Task instructions - Lines in the listing below that include the word "forms" need to be copied.

BEGIN Provided information

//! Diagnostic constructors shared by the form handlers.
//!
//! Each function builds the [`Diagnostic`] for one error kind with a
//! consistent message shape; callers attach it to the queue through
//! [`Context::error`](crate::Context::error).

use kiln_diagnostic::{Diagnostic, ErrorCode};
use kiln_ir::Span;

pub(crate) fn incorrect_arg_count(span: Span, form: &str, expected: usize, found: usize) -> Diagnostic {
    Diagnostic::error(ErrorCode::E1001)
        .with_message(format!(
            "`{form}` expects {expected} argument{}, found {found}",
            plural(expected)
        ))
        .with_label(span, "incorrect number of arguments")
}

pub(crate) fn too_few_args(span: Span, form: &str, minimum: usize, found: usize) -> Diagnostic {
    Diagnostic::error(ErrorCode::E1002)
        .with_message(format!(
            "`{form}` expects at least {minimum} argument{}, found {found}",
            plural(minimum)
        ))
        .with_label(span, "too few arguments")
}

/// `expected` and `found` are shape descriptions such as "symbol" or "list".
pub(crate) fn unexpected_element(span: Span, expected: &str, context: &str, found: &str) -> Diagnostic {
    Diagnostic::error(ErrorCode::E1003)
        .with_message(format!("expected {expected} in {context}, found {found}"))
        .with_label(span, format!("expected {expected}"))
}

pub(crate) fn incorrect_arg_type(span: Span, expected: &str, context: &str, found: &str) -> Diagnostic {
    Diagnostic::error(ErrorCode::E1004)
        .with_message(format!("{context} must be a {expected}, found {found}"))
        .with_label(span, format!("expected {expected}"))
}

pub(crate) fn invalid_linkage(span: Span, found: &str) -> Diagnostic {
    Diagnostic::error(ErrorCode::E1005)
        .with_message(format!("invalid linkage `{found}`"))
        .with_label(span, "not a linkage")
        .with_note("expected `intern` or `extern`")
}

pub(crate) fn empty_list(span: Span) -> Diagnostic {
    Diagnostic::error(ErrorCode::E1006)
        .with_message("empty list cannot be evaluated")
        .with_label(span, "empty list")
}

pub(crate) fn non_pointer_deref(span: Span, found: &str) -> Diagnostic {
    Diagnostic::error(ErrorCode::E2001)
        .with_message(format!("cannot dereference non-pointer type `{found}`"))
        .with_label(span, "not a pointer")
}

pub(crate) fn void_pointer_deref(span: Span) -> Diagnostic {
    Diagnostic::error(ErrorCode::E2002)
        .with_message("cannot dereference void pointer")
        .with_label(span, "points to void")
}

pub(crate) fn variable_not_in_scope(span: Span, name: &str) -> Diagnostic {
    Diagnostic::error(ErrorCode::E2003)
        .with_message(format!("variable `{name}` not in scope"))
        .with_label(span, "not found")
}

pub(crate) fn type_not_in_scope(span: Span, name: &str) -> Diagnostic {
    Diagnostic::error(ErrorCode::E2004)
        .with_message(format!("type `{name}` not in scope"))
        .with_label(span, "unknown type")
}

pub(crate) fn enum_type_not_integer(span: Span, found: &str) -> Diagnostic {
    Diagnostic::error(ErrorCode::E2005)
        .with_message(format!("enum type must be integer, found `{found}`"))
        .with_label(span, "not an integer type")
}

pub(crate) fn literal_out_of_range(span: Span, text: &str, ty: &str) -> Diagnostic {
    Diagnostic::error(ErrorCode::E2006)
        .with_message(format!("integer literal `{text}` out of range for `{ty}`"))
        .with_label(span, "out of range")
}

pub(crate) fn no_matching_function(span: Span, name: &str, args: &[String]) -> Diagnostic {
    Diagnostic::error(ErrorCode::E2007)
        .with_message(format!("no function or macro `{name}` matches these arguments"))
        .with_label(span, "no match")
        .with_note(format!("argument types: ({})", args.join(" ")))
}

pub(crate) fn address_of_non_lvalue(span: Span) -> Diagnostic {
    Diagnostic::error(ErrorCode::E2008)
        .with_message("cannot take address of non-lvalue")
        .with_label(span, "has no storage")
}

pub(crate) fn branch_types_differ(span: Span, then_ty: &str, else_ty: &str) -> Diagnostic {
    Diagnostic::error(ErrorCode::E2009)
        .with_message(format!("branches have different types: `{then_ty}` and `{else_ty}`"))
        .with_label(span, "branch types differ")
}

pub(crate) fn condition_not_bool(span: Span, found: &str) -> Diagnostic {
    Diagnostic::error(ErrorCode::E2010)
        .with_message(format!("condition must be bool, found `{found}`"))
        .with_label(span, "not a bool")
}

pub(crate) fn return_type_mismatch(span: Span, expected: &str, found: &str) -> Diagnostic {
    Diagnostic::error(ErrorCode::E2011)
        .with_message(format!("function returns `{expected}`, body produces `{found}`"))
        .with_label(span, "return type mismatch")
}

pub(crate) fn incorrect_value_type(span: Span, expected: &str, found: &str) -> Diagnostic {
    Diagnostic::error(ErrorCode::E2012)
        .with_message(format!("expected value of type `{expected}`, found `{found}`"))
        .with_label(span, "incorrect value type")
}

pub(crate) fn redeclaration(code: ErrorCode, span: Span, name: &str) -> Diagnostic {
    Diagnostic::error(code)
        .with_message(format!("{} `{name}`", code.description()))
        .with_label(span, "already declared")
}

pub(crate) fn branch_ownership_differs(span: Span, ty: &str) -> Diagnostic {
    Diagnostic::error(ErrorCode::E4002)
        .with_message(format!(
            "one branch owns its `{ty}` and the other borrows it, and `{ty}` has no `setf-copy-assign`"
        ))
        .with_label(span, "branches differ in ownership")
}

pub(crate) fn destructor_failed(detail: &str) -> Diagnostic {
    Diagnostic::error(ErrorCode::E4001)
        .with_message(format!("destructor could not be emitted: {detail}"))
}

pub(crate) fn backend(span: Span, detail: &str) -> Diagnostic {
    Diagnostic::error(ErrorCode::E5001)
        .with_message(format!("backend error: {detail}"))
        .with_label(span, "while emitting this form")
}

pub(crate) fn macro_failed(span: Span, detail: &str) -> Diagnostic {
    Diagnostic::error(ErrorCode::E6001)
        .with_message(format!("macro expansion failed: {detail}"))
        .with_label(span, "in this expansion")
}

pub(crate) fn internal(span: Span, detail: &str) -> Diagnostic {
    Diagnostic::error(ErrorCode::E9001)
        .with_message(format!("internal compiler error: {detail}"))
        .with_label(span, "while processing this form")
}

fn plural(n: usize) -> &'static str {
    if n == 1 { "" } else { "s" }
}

END Provided information
BEGIN Provided information

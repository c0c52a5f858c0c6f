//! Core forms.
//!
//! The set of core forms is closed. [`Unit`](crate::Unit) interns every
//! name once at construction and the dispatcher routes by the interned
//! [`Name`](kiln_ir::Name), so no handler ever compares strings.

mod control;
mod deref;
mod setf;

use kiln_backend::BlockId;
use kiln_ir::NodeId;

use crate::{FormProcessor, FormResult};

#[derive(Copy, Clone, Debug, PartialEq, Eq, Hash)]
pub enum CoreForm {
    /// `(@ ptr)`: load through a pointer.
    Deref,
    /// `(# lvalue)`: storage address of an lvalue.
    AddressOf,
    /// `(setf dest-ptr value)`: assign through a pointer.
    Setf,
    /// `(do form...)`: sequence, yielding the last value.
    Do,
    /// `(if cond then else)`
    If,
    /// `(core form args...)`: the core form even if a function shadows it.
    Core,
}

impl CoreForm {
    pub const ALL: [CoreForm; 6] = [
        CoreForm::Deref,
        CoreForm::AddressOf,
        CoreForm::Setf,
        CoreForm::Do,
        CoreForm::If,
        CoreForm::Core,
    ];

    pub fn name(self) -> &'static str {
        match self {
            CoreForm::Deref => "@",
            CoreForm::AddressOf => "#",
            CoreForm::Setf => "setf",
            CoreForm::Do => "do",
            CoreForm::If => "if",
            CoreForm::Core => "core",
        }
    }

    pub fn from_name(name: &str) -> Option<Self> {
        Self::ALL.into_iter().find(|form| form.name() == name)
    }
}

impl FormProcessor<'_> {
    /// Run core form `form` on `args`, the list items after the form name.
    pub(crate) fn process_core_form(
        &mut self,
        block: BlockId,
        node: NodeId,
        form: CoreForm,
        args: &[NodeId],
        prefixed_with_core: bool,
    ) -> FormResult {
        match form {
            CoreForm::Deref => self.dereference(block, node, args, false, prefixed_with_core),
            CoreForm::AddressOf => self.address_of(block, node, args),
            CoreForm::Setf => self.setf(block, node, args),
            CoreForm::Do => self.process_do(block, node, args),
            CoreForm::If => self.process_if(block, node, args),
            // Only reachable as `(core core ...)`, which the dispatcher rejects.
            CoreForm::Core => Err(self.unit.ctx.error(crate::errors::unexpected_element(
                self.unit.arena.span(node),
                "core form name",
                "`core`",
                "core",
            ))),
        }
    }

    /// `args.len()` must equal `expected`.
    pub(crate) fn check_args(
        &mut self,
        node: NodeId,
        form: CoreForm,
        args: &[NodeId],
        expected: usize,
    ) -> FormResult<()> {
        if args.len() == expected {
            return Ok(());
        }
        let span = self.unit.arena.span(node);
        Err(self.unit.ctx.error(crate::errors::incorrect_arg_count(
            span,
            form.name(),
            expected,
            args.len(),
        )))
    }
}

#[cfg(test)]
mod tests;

END Provided information

Your solution -
//! Core forms.
//! The set of core forms is closed. [`Unit`](crate::Unit) interns every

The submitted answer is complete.